DESCRIPTION OF THE TASK
Report each line of the listing that carries the word "RecordingsEnvelope".

INFORMATION SUPPLIED
//! Phone recording source
//!
//! The phone upstream returns call recordings in cursor-paginated pages. A
//! fetch walks the cursor chain until the upstream stops returning a token,
//! accumulating records in arrival order, and reports the whole range as one
//! batch. Records arrive close to canonical form already; normalization here
//! is the `phone` provenance tag plus field passthrough.

use super::{FetchRange, RecordingSource, SourceBatch, SourceError};
use crate::auth::TokenProvider;
use crate::models::{Owner, Recording, Site, SourceKind};
use serde::Deserialize;
use std::sync::Arc;
use std::time::Duration;

/// Upstream hard cap on `page_size`; larger requests are clamped before send
pub const MAX_PAGE_SIZE: u32 = 300;

/// Ceiling on the number of pages walked for one range
pub const MAX_PAGES: usize = 20;

/// The upstream filters the range on recording start time
const QUERY_DATE_TYPE: &str = "start_time";

const USER_AGENT: &str = "rechub/0.1.0";
const REQUEST_TIMEOUT: Duration = Duration::from_secs(30);

/// One page of the upstream listing
#[derive(Debug, Deserialize)]
struct PhonePage {
    /// Effective range start as the upstream resolved it
    #[serde(default)]
    from: Option<String>,
    /// Effective range end as the upstream resolved it
    #[serde(default)]
    to: Option<String>,
    /// Cursor for the next page; absent or empty when exhausted
    #[serde(default)]
    next_page_token: Option<String>,
    #[serde(default)]
    recordings: Vec<PhoneRecording>,
}

/// Wire form of one call recording
#[derive(Debug, Deserialize)]
struct PhoneRecording {
    #[serde(default)]
    id: String,
    #[serde(default)]
    caller_name: String,
    #[serde(default)]
    callee_name: String,
    #[serde(default)]
    date_time: String,
    #[serde(default)]
    duration: i64,
    #[serde(default)]
    owner: Option<Owner>,
    #[serde(default)]
    site: Option<Site>,
    #[serde(default)]
    download_url: Option<String>,
    #[serde(rename = "autoDelete", default)]
    auto_delete: Option<bool>,
    #[serde(rename = "autoDeleteDate", default)]
    auto_delete_date: Option<String>,
}

impl PhoneRecording {
    fn into_recording(self) -> Recording {
        Recording {
            id: self.id,
            source: SourceKind::Phone,
            date_time: self.date_time,
            duration: self.duration,
            caller_name: self.caller_name,
            callee_name: self.callee_name,
            owner: self.owner.unwrap_or_default(),
            site: self.site.unwrap_or_default(),
            download_url: self.download_url,
            topic: None,
            host_email: None,
            file_size: None,
            files_count: None,
            files_types: None,
            auto_delete: self.auto_delete,
            auto_delete_date: self.auto_delete_date,
        }
    }
}

/// Client for the cursor-paginated phone upstream
pub struct PhoneSource {
    http: reqwest::Client,
    api_base_url: String,
    tokens: Arc<TokenProvider>,
}

impl PhoneSource {
    pub fn new(
        api_base_url: impl Into<String>,
        tokens: Arc<TokenProvider>,
    ) -> Result<Self, SourceError> {
        let http = reqwest::Client::builder()
            .user_agent(USER_AGENT)
            .timeout(REQUEST_TIMEOUT)
            .build()
            .map_err(|e| SourceError::Network(e.to_string()))?;

        Ok(Self {
            http,
            api_base_url: api_base_url.into(),
            tokens,
        })
    }

    async fn fetch_page(
        &self,
        range: FetchRange,
        page_size: u32,
        cursor: Option<&str>,
    ) -> Result<PhonePage, SourceError> {
        let token = self.tokens.bearer().await?;
        let url = format!("{}/phone/recordings", self.api_base_url);

        let mut request = self.http.get(&url).bearer_auth(&token).query(&[
            ("page_size", page_size.to_string()),
            ("from", range.from_str()),
            ("to", range.to_str()),
            ("query_date_type", QUERY_DATE_TYPE.to_string()),
        ]);

        if let Some(cursor) = cursor {
            request = request.query(&[("next_page_token", cursor)]);
        }

        let response = request
            .send()
            .await
            .map_err(|e| SourceError::Network(e.to_string()))?;

        let status = response.status();

        if !status.is_success() {
            let error_text = response.text().await.unwrap_or_default();
            return Err(SourceError::Api(status.as_u16(), error_text));
        }

        response
            .json::<PhonePage>()
            .await
            .map_err(|e| SourceError::Parse(e.to_string()))
    }
}

#[async_trait::async_trait]
impl RecordingSource for PhoneSource {
    fn kind(&self) -> SourceKind {
        SourceKind::Phone
    }

    /// Walk the cursor chain and return the concatenated range
    ///
    /// The echoed `from`/`to` come from the first page; later pages repeat
    /// them. An empty-string cursor counts as exhaustion. Any page failing
    /// fails the whole fetch, including records already collected.
    async fn fetch(&self, range: FetchRange, page_size: u32) -> Result<SourceBatch, SourceError> {
        let page_size = page_size.min(MAX_PAGE_SIZE);

        let mut recordings = Vec::new();
        let mut echoed: Option<(String, String)> = None;
        let mut cursor: Option<String> = None;
        let mut exhausted = false;

        for page_index in 0..MAX_PAGES {
            let page = self.fetch_page(range, page_size, cursor.as_deref()).await?;

            if echoed.is_none() {
                echoed = Some((
                    page.from.clone().unwrap_or_else(|| range.from_str()),
                    page.to.clone().unwrap_or_else(|| range.to_str()),
                ));
            }

            tracing::debug!(
                page = page_index + 1,
                records = page.recordings.len(),
                "Fetched phone recordings page"
            );

            recordings.extend(
                page.recordings
                    .into_iter()
                    .map(PhoneRecording::into_recording),
            );

            cursor = page.next_page_token.filter(|token| !token.is_empty());
            if cursor.is_none() {
                exhausted = true;
                break;
            }
        }

        if !exhausted {
            tracing::warn!(
                pages = MAX_PAGES,
                records = recordings.len(),
                "Phone pagination cap reached, returning collected pages"
            );
        }

        let (from, to) = echoed.unwrap_or_else(|| (range.from_str(), range.to_str()));

        Ok(SourceBatch {
            from,
            to,
            recordings,
        })
    }
}
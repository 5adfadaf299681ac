//! Canonical recording model
//!
//! Every upstream source normalizes into `Recording`. The `source` tag is
//! fixed when the record is created and decides which optional fields are
//! populated: phone records carry a direct `download_url`, meeting records
//! carry `topic`/`host_email` and the aggregate file statistics. No code path
//! re-derives the tag after construction.

use serde::{Deserialize, Serialize};

/// Provenance of a canonical record
#[derive(Debug, Clone, Copy, PartialEq, Eq, Serialize, Deserialize)]
#[serde(rename_all = "lowercase")]
pub enum SourceKind {
    /// Call recordings from the cursor-paginated upstream
    Phone,
    /// Meeting recordings from the server-aggregated upstream
    Meetings,
}

impl SourceKind {
    /// Wire/label form of the tag
    pub fn as_str(&self) -> &'static str {
        match self {
            SourceKind::Phone => "phone",
            SourceKind::Meetings => "meetings",
        }
    }
}

impl std::fmt::Display for SourceKind {
    fn fmt(&self, f: &mut std::fmt::Formatter<'_>) -> std::fmt::Result {
        f.write_str(self.as_str())
    }
}

/// Owning user of a recording
///
/// Upstream-provided for phone records; synthesized with `type = "user"` for
/// meeting records.
#[derive(Debug, Clone, Default, PartialEq, Eq, Serialize, Deserialize)]
pub struct Owner {
    /// Owner kind, `"user"` for synthesized owners
    #[serde(rename = "type", default)]
    pub owner_type: String,
    #[serde(default)]
    pub id: String,
    #[serde(default)]
    pub name: String,
}

impl Owner {
    /// Synthesized owner for sources that only know a host identity
    pub fn user(id: impl Into<String>, name: impl Into<String>) -> Self {
        Self {
            owner_type: "user".to_string(),
            id: id.into(),
            name: name.into(),
        }
    }
}

/// Site a phone recording belongs to
///
/// The aggregated upstream has no site concept; its records get the empty
/// placeholder.
#[derive(Debug, Clone, Default, PartialEq, Eq, Serialize, Deserialize)]
pub struct Site {
    #[serde(default)]
    pub id: String,
    #[serde(default)]
    pub name: String,
}

impl Site {
    /// Placeholder for records whose upstream has no site concept
    pub fn placeholder() -> Self {
        Self::default()
    }
}

/// One recording, regardless of origin
///
/// `date_time` stays ISO-8601 text end-to-end: upstream strings pass through
/// verbatim (or are selected among, for meeting records) and parsing only
/// happens inside the earliest-start selection, where invalid candidates are
/// skipped rather than raised.
#[derive(Debug, Clone, PartialEq, Serialize, Deserialize)]
pub struct Recording {
    /// Unique within a result set
    pub id: String,
    /// Provenance tag, fixed at creation
    pub source: SourceKind,
    /// ISO-8601 effective start of the recording
    pub date_time: String,
    /// Length in seconds, 0 when the upstream omits it
    #[serde(default)]
    pub duration: i64,
    #[serde(default)]
    pub caller_name: String,
    #[serde(default)]
    pub callee_name: String,
    #[serde(default)]
    pub owner: Owner,
    #[serde(default)]
    pub site: Site,
    /// Direct download reference (phone records only)
    #[serde(skip_serializing_if = "Option::is_none")]
    pub download_url: Option<String>,
    /// Meeting topic (meeting records only)
    #[serde(skip_serializing_if = "Option::is_none")]
    pub topic: Option<String>,
    /// Resolved host email (meeting records only)
    #[serde(skip_serializing_if = "Option::is_none")]
    pub host_email: Option<String>,
    /// Total bytes across embedded files (meeting records only)
    #[serde(skip_serializing_if = "Option::is_none")]
    pub file_size: Option<u64>,
    /// Number of embedded files (meeting records only)
    #[serde(skip_serializing_if = "Option::is_none")]
    pub files_count: Option<usize>,
    /// Distinct embedded file types, first-seen order (meeting records only)
    #[serde(skip_serializing_if = "Option::is_none")]
    pub files_types: Option<Vec<String>>,
    /// Retention metadata, passed through only when the upstream sent it
    #[serde(rename = "autoDelete", skip_serializing_if = "Option::is_none")]
    pub auto_delete: Option<bool>,
    #[serde(rename = "autoDeleteDate", skip_serializing_if = "Option::is_none")]
    pub auto_delete_date: Option<String>,
}

impl Recording {
    /// Skeleton record with the mandatory fields set and every
    /// source-dependent optional empty
    pub fn new(id: impl Into<String>, source: SourceKind, date_time: impl Into<String>) -> Self {
        Self {
            id: id.into(),
            source,
            date_time: date_time.into(),
            duration: 0,
            caller_name: String::new(),
            callee_name: String::new(),
            owner: Owner::default(),
            site: Site::default(),
            download_url: None,
            topic: None,
            host_email: None,
            file_size: None,
            files_count: None,
            files_types: None,
            auto_delete: None,
            auto_delete_date: None,
        }
    }
}

/// Result envelope returned to callers
///
/// Pagination is resolved inside the engine, so `next_page_token` is always
/// `null` here; the field exists because the display contract carries it.
#[derive(Debug, Clone, PartialEq, Serialize, Deserialize)]
pub struct RecordingsEnvelope {
    pub from: String,
    pub to: String,
    pub total_records: usize,
    pub next_page_token: Option<String>,
    pub recordings: Vec<Recording>,
}

impl RecordingsEnvelope {
    /// Wrap a normalized batch; `total_records` is derived from the batch
    pub fn wrap(from: String, to: String, recordings: Vec<Recording>) -> Self {
        Self {
            from,
            to,
            total_records: recordings.len(),
            next_page_token: None,
            recordings,
        }
    }
}

#[cfg(test)]
mod tests {
    use super::*;

    #[test]
    fn source_kind_serializes_lowercase() {
        assert_eq!(
            serde_json::to_string(&SourceKind::Phone).unwrap(),
            "\"phone\""
        );
        assert_eq!(
            serde_json::to_string(&SourceKind::Meetings).unwrap(),
            "\"meetings\""
        );
    }

    #[test]
    fn owner_type_uses_wire_name() {
        let owner = Owner::user("u1", "Dana");
        let json = serde_json::to_value(&owner).unwrap();
        assert_eq!(json["type"], "user");
        assert_eq!(json["name"], "Dana");
    }

    #[test]
    fn absent_optionals_are_omitted() {
        let rec = Recording::new("r1", SourceKind::Phone, "2025-11-05T09:00:00Z");
        let json = serde_json::to_value(&rec).unwrap();
        let obj = json.as_object().unwrap();
        assert!(!obj.contains_key("topic"));
        assert!(!obj.contains_key("download_url"));
        assert!(!obj.contains_key("autoDelete"));
        assert_eq!(json["duration"], 0);
    }

    #[test]
    fn retention_fields_use_camel_case_wire_names() {
        let mut rec = Recording::new("r1", SourceKind::Phone, "2025-11-05T09:00:00Z");
        rec.auto_delete = Some(true);
        rec.auto_delete_date = Some("2026-11-05".to_string());
        let json = serde_json::to_value(&rec).unwrap();
        assert_eq!(json["autoDelete"], true);
        assert_eq!(json["autoDeleteDate"], "2026-11-05");
    }

    #[test]
    fn envelope_wrap_counts_records() {
        let recs = vec![
            Recording::new("a", SourceKind::Phone, "2025-11-01T00:00:00Z"),
            Recording::new("b", SourceKind::Phone, "2025-11-02T00:00:00Z"),
        ];
        let env = RecordingsEnvelope::wrap("2025-11-01".into(), "2025-11-07".into(), recs);
        assert_eq!(env.total_records, 2);
        assert!(env.next_page_token.is_none());
    }
}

TASK OUTPUT
pub struct RecordingsEnvelope {
impl RecordingsEnvelope {
        let env = RecordingsEnvelope::wrap("2025-11-01".into(), "2025-11-07".into(), recs);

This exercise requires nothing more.